Es un escenario común en muchos hogares conservar objetos que, a pesar de ocupar un valioso espacio físico y de que resulte evidente la necesidad de descartarlos, permanecen guardados indefinidamente. Sin embargo, algo invisible detiene a las personas al momento de soltarlos. Esta dificultad para hacer limpieza general radica en que la relación con los objetos es mucho más compleja de lo que aparenta. En la práctica, no se conservan simples objetos inanimados; se preservan identidades, recuerdos entrañables y vínculos afectivos con el pasado.
Con el transcurrir de los años, esta densidad emocional suele intensificarse, especialmente en dos escenarios puntuales. Por un lado, opera la memoria de la escasez, quienes atravesaron épocas de dificultades económicas suelen desarrollar una relación cautelosa con el descarte, motivados por la creencia de que todo puede volver a necesitarse en el futuro. Por otro lado, influye el peso de los años, ya que, para las personas mayores, las pertenencias representan esfuerzos, logros y memorias que, a menudo, sienten que no tienen otro lugar donde vivir más que en esos objetos físicos.
Para la psicología, un objeto puede transformarse rápidamente en una cápsula del tiempo. Desprenderse de un reloj averiado que perteneció a un padre, o de un vestido asociado a una etapa feliz, puede experimentarse inconscientemente como una segunda pérdida. Los especialistas en salud mental señalan que las pertenencias cumplen funciones emocionales vitales porque brindan estabilidad en un mundo cambiante y ayudan a estructurar la biografía personal.

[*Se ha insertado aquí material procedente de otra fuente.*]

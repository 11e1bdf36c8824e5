// Copyright 2025 Neuraville Inc.
// SPDX-License-Identifier: Apache-2.0

//! Configuration file loading with override support
//!
//! This module implements the 2-tier configuration loading system:
//! 1. TOML file (base defaults)
//! 2. Environment variables (runtime overrides)

use crate::{ConfigError, ConfigResult, PerceptConfig};
use std::env;
use std::fs;
use std::path::{Path, PathBuf};

const CONFIG_FILE_NAME: &str = "percept_configuration.toml";

/// Find the percept configuration file
///
/// Search order:
/// 1. `PERCEPT_CONFIG_PATH` environment variable
/// 2. Current working directory: `./percept_configuration.toml`
/// 3. Parent directories (up to 5 levels)
///
/// # Errors
///
/// Returns `ConfigError::FileNotFound` if no config file is found in any location
pub fn find_config_file() -> ConfigResult<PathBuf> {
    // 1. Check environment variable first
    if let Ok(env_path) = env::var("PERCEPT_CONFIG_PATH") {
        let path = PathBuf::from(env_path);
        if path.exists() {
            return Ok(path);
        } else {
            return Err(ConfigError::FileNotFound(format!(
                "Config file specified by PERCEPT_CONFIG_PATH not found: {}",
                path.display()
            )));
        }
    }

    // 2. Search in common locations
    let mut search_paths = Vec::new();

    if let Ok(cwd) = env::current_dir() {
        search_paths.push(cwd.join(CONFIG_FILE_NAME));

        let mut current = cwd.clone();
        for _ in 0..5 {
            if let Some(parent) = current.parent() {
                search_paths.push(parent.join(CONFIG_FILE_NAME));
                current = parent.to_path_buf();
            }
        }
    }

    for path in &search_paths {
        if path.exists() {
            return Ok(path.clone());
        }
    }

    let search_list = search_paths
        .iter()
        .map(|p| format!("  - {}", p.display()))
        .collect::<Vec<_>>()
        .join("\n");

    Err(ConfigError::FileNotFound(format!(
        "Percept configuration file '{}' not found in any of these locations:\n{}\n\nSet PERCEPT_CONFIG_PATH environment variable to specify custom location.",
        CONFIG_FILE_NAME, search_list
    )))
}

/// Load configuration from TOML file
///
/// # Arguments
///
/// * `config_path` - Optional path to config file. If `None`, will search for config file.
///
/// # Errors
///
/// Returns error if config file is not found, contains invalid TOML, or fails validation
pub fn load_config(config_path: Option<&Path>) -> ConfigResult<PerceptConfig> {
    let config_file = if let Some(path) = config_path {
        path.to_path_buf()
    } else {
        find_config_file()?
    };

    let content = fs::read_to_string(&config_file)?;
    let mut config: PerceptConfig = toml::from_str(&content)?;

    apply_environment_overrides(&mut config);
    crate::validation::validate_config(&config)?;

    Ok(config)
}

/// Apply `PERCEPT_*` environment variable overrides to a loaded config.
///
/// Supported variables:
/// - `PERCEPT_CLIENT_ENDPOINT`, `PERCEPT_ENGINE_ENDPOINT`
/// - `PERCEPT_NUM_TOKENS`, `PERCEPT_INPUT_QUEUE_MAXSIZE`
/// - `PERCEPT_ENGINE_TIMEOUT_SECS`, `PERCEPT_CLIENT_TIMEOUT_SECS`
/// - `PERCEPT_ENGINE_NAME`, `PERCEPT_SOURCE_NAME`, `PERCEPT_SERVER_ADDRESS`
pub fn apply_environment_overrides(config: &mut PerceptConfig) {
    if let Ok(value) = env::var("PERCEPT_CLIENT_ENDPOINT") {
        config.broker.client_endpoint = value;
    }
    if let Ok(value) = env::var("PERCEPT_ENGINE_ENDPOINT") {
        config.broker.engine_endpoint = value;
    }
    if let Ok(value) = env::var("PERCEPT_NUM_TOKENS") {
        if let Ok(parsed) = value.parse() {
            config.broker.num_tokens_per_source = parsed;
        }
    }
    if let Ok(value) = env::var("PERCEPT_INPUT_QUEUE_MAXSIZE") {
        if let Ok(parsed) = value.parse() {
            config.broker.input_queue_maxsize = parsed;
        }
    }
    if let Ok(value) = env::var("PERCEPT_ENGINE_TIMEOUT_SECS") {
        if let Ok(parsed) = value.parse() {
            config.broker.engine_timeout_secs = parsed;
        }
    }
    if let Ok(value) = env::var("PERCEPT_CLIENT_TIMEOUT_SECS") {
        if let Ok(parsed) = value.parse() {
            config.broker.client_timeout_secs = parsed;
        }
    }
    if let Ok(value) = env::var("PERCEPT_ENGINE_NAME") {
        config.engine.engine_name = value;
    }
    if let Ok(value) = env::var("PERCEPT_SOURCE_NAME") {
        config.engine.source_name = value;
    }
    if let Ok(value) = env::var("PERCEPT_SERVER_ADDRESS") {
        config.engine.server_address = value;
    }
}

A este apego psicológico se suma un fenómeno económico conocido como el “sesgo de dotación”, estudiado por los ganadores del Premio Nobel de Economía, Daniel Kahneman y Richard Thaler. Este concepto explica que las personas tienden a otorgar un valor desproporcionado a aquello que les pertenece, simplemente por el hecho de poseerlo. Así, una taza común se vuelve irreemplazable, dificultando cualquier intento de renuncia. Otra traba habitual es el temor al arrepentimiento, manifestado en frases como “¿Y si algún día lo necesito?”. Esta incertidumbre proyectada hacia el futuro favorece directamente la acumulación compulsiva como un escudo protector ante posibles carencias.
Sin embargo, conservar demasiado tiene costos significativos. Los objetos acumulados pueden transformarse en cargas silenciosas que, además de saturar el espacio físico del hogar, ocupan un importante espacio mental, impidiendo a las personas disfrutar del presente al mantenerlas excesivamente ancladas a su pasado. Cuando esto ocurre, la casa deja de ser un refugio de bienestar y se convierte en un depósito o en un museo estático.
El gran desafío es comprender que el recuerdo y el afecto permanecen intactos aunque el objeto físico desaparezca. El amor por quienes ya no están no reside dentro de una caja de zapatos. Desprenderse implica un proceso de liberación, hacer lugar para nuevos proyectos, crear un hogar más habitable y establecer una relación más saludable con las propias pertenencias.
No se trata de borrar la memoria, sino de elegir conscientemente qué conservar y qué elementos ya cumplieron su ciclo. El acto de soltar requiere, muchas veces, agradecerle al objeto por su función en la historia personal antes de dejarlo ir, para continuar el camino con un equipaje mucho más ligero.